Goal of the exercise -> Return every line of the data exactly as it stands.

[Dataset entries]

________

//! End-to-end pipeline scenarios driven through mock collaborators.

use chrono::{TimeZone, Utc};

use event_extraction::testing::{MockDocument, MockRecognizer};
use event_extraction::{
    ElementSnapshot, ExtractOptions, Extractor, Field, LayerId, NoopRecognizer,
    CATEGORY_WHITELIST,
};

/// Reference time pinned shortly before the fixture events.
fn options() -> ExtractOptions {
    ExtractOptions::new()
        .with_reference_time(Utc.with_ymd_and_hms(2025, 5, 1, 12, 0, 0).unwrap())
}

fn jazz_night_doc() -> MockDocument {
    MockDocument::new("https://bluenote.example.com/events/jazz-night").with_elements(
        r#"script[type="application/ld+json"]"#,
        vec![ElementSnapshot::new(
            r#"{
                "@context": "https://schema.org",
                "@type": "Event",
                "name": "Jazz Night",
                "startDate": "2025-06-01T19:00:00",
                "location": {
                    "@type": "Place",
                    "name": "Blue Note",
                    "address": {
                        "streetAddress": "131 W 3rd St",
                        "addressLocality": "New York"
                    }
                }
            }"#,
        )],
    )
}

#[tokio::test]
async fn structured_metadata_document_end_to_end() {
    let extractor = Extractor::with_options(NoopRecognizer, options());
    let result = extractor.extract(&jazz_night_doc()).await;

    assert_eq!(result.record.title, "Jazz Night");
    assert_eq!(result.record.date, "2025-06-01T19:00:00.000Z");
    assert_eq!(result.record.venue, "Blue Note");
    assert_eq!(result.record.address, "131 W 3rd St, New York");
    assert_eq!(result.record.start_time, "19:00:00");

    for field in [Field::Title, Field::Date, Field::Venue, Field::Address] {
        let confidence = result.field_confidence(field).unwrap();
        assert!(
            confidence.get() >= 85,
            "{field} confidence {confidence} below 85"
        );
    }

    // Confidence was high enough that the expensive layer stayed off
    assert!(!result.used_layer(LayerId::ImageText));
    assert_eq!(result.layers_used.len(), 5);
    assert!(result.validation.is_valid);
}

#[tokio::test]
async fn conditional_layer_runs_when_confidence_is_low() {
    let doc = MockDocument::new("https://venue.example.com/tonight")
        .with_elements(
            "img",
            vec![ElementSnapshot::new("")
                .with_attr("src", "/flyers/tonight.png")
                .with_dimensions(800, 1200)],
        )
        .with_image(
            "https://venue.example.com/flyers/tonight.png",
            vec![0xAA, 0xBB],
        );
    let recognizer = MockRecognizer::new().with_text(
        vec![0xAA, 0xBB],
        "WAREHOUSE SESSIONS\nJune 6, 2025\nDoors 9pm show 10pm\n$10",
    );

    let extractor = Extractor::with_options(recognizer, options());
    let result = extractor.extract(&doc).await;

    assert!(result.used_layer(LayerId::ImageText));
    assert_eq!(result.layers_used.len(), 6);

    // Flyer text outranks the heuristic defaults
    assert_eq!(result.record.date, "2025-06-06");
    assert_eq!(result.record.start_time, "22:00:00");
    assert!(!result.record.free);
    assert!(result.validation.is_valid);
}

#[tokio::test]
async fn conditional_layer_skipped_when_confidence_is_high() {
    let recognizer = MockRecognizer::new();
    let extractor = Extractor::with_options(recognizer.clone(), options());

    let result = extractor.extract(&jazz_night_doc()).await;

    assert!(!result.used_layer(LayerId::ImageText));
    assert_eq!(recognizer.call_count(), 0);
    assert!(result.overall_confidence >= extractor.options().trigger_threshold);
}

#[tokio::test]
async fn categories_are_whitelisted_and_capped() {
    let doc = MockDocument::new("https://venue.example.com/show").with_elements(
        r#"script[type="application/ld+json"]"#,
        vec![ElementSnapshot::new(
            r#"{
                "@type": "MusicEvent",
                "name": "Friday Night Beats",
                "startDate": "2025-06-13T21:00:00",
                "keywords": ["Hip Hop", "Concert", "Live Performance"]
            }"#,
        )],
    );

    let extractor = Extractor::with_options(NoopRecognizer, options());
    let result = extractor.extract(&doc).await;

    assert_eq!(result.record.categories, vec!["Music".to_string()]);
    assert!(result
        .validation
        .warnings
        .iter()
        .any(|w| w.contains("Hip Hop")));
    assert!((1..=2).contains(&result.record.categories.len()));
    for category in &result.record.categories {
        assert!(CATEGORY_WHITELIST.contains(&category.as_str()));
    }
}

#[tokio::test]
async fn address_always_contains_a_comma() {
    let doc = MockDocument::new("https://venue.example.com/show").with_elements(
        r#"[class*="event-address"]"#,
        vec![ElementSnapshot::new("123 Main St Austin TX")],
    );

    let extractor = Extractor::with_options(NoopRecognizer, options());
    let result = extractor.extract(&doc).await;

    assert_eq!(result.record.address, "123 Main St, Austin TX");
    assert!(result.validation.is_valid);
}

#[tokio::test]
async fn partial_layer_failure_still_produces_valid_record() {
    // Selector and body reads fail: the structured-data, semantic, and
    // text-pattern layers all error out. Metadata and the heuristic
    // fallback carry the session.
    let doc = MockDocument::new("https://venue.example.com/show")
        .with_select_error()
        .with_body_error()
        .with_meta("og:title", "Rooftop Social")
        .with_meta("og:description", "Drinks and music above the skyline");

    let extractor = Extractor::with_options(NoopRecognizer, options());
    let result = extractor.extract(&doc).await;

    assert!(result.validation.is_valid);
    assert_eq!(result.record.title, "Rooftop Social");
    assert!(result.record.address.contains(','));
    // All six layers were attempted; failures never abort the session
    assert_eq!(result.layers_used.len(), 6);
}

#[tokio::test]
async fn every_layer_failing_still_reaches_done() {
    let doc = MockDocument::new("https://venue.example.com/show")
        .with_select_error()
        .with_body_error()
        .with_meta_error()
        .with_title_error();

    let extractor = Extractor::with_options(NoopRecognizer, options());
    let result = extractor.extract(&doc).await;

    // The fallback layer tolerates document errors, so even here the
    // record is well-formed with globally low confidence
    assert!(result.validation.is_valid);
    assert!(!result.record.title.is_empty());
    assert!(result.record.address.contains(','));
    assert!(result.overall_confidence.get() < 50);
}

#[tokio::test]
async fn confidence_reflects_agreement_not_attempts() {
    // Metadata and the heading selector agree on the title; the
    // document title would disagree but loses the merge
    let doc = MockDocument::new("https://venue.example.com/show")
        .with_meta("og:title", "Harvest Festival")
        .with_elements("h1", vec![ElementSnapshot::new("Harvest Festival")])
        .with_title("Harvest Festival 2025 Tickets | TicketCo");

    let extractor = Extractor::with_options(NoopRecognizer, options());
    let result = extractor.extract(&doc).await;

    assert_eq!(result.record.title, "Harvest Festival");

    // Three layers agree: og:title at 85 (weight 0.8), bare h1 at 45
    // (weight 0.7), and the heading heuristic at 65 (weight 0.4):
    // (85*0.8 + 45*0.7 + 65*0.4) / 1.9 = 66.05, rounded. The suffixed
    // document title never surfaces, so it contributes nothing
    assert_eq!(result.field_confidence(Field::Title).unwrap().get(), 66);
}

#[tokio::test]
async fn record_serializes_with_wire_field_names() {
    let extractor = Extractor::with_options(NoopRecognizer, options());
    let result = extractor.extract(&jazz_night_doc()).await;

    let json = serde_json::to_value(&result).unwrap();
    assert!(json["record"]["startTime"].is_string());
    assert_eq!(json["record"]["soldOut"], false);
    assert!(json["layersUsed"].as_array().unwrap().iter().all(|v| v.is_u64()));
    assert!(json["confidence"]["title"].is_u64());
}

________

Answer for the task ->
//! End-to-end pipeline scenarios driven through mock collaborators.

use chrono::{TimeZone, Utc};

use event_extraction::testing::{MockDocument, MockRecognizer};
use event_extraction::{
    ElementSnapshot, ExtractOptions, Extractor, Field, LayerId, NoopRecognizer,
    CATEGORY_WHITELIST,
};

/// Reference time pinned shortly before the fixture events.
fn options() -> ExtractOptions {
    ExtractOptions::new()
        .with_reference_time(Utc.with_ymd_and_hms(2025, 5, 1, 12, 0, 0).unwrap())
}

fn jazz_night_doc() -> MockDocument {
    MockDocument::new("https://bluenote.example.com/events/jazz-night").with_elements(
        r#"script[type="application/ld+json"]"#,
        vec![ElementSnapshot::new(
            r#"{
                "@context": "https://schema.org",
                "@type": "Event",
                "name": "Jazz Night",
                "startDate": "2025-06-01T19:00:00",
                "location": {
                    "@type": "Place",
                    "name": "Blue Note",
                    "address": {
                        "streetAddress": "131 W 3rd St",
                        "addressLocality": "New York"
                    }
                }
            }"#,
        )],
    )
}

#[tokio::test]
async fn structured_metadata_document_end_to_end() {
    let extractor = Extractor::with_options(NoopRecognizer, options());
    let result = extractor.extract(&jazz_night_doc()).await;

    assert_eq!(result.record.title, "Jazz Night");
    assert_eq!(result.record.date, "2025-06-01T19:00:00.000Z");
    assert_eq!(result.record.venue, "Blue Note");
    assert_eq!(result.record.address, "131 W 3rd St, New York");
    assert_eq!(result.record.start_time, "19:00:00");

    for field in [Field::Title, Field::Date, Field::Venue, Field::Address] {
        let confidence = result.field_confidence(field).unwrap();
        assert!(
            confidence.get() >= 85,
            "{field} confidence {confidence} below 85"
        );
    }

    // Confidence was high enough that the expensive layer stayed off
    assert!(!result.used_layer(LayerId::ImageText));
    assert_eq!(result.layers_used.len(), 5);
    assert!(result.validation.is_valid);
}

#[tokio::test]
async fn conditional_layer_runs_when_confidence_is_low() {
    let doc = MockDocument::new("https://venue.example.com/tonight")
        .with_elements(
            "img",
            vec![ElementSnapshot::new("")
                .with_attr("src", "/flyers/tonight.png")
                .with_dimensions(800, 1200)],
        )
        .with_image(
            "https://venue.example.com/flyers/tonight.png",
            vec![0xAA, 0xBB],
        );
    let recognizer = MockRecognizer::new().with_text(
        vec![0xAA, 0xBB],
        "WAREHOUSE SESSIONS\nJune 6, 2025\nDoors 9pm show 10pm\n$10",
    );

    let extractor = Extractor::with_options(recognizer, options());
    let result = extractor.extract(&doc).await;

    assert!(result.used_layer(LayerId::ImageText));
    assert_eq!(result.layers_used.len(), 6);

    // Flyer text outranks the heuristic defaults
    assert_eq!(result.record.date, "2025-06-06");
    assert_eq!(result.record.start_time, "22:00:00");
    assert!(!result.record.free);
    assert!(result.validation.is_valid);
}

#[tokio::test]
async fn conditional_layer_skipped_when_confidence_is_high() {
    let recognizer = MockRecognizer::new();
    let extractor = Extractor::with_options(recognizer.clone(), options());

    let result = extractor.extract(&jazz_night_doc()).await;

    assert!(!result.used_layer(LayerId::ImageText));
    assert_eq!(recognizer.call_count(), 0);
    assert!(result.overall_confidence >= extractor.options().trigger_threshold);
}

#[tokio::test]
async fn categories_are_whitelisted_and_capped() {
    let doc = MockDocument::new("https://venue.example.com/show").with_elements(
        r#"script[type="application/ld+json"]"#,
        vec![ElementSnapshot::new(
            r#"{
                "@type": "MusicEvent",
                "name": "Friday Night Beats",
                "startDate": "2025-06-13T21:00:00",
                "keywords": ["Hip Hop", "Concert", "Live Performance"]
            }"#,
        )],
    );

    let extractor = Extractor::with_options(NoopRecognizer, options());
    let result = extractor.extract(&doc).await;

    assert_eq!(result.record.categories, vec!["Music".to_string()]);
    assert!(result
        .validation
        .warnings
        .iter()
        .any(|w| w.contains("Hip Hop")));
    assert!((1..=2).contains(&result.record.categories.len()));
    for category in &result.record.categories {
        assert!(CATEGORY_WHITELIST.contains(&category.as_str()));
    }
}

#[tokio::test]
async fn address_always_contains_a_comma() {
    let doc = MockDocument::new("https://venue.example.com/show").with_elements(
        r#"[class*="event-address"]"#,
        vec![ElementSnapshot::new("123 Main St Austin TX")],
    );

    let extractor = Extractor::with_options(NoopRecognizer, options());
    let result = extractor.extract(&doc).await;

    assert_eq!(result.record.address, "123 Main St, Austin TX");
    assert!(result.validation.is_valid);
}

#[tokio::test]
async fn partial_layer_failure_still_produces_valid_record() {
    // Selector and body reads fail: the structured-data, semantic, and
    // text-pattern layers all error out. Metadata and the heuristic
    // fallback carry the session.
    let doc = MockDocument::new("https://venue.example.com/show")
        .with_select_error()
        .with_body_error()
        .with_meta("og:title", "Rooftop Social")
        .with_meta("og:description", "Drinks and music above the skyline");

    let extractor = Extractor::with_options(NoopRecognizer, options());
    let result = extractor.extract(&doc).await;

    assert!(result.validation.is_valid);
    assert_eq!(result.record.title, "Rooftop Social");
    assert!(result.record.address.contains(','));
    // All six layers were attempted; failures never abort the session
    assert_eq!(result.layers_used.len(), 6);
}

#[tokio::test]
async fn every_layer_failing_still_reaches_done() {
    let doc = MockDocument::new("https://venue.example.com/show")
        .with_select_error()
        .with_body_error()
        .with_meta_error()
        .with_title_error();

    let extractor = Extractor::with_options(NoopRecognizer, options());
    let result = extractor.extract(&doc).await;

    // The fallback layer tolerates document errors, so even here the
    // record is well-formed with globally low confidence
    assert!(result.validation.is_valid);
    assert!(!result.record.title.is_empty());
    assert!(result.record.address.contains(','));
    assert!(result.overall_confidence.get() < 50);
}

#[tokio::test]
async fn confidence_reflects_agreement_not_attempts() {
    // Metadata and the heading selector agree on the title; the
    // document title would disagree but loses the merge
    let doc = MockDocument::new("https://venue.example.com/show")
        .with_meta("og:title", "Harvest Festival")
        .with_elements("h1", vec![ElementSnapshot::new("Harvest Festival")])
        .with_title("Harvest Festival 2025 Tickets | TicketCo");

    let extractor = Extractor::with_options(NoopRecognizer, options());
    let result = extractor.extract(&doc).await;

    assert_eq!(result.record.title, "Harvest Festival");

    // Three layers agree: og:title at 85 (weight 0.8), bare h1 at 45
    // (weight 0.7), and the heading heuristic at 65 (weight 0.4):
    // (85*0.8 + 45*0.7 + 65*0.4) / 1.9 = 66.05, rounded. The suffixed
    // document title never surfaces, so it contributes nothing
    assert_eq!(result.field_confidence(Field::Title).unwrap().get(), 66);
}

#[tokio::test]
async fn record_serializes_with_wire_field_names() {
    let extractor = Extractor::with_options(NoopRecognizer, options());
    let result = extractor.extract(&jazz_night_doc()).await;

    let json = serde_json::to_value(&result).unwrap();
    assert!(json["record"]["startTime"].is_string());
    assert_eq!(json["record"]["soldOut"], false);
    assert!(json["layersUsed"].as_array().unwrap().iter().all(|v| v.is_u64()));
    assert!(json["confidence"]["title"].is_u64());
}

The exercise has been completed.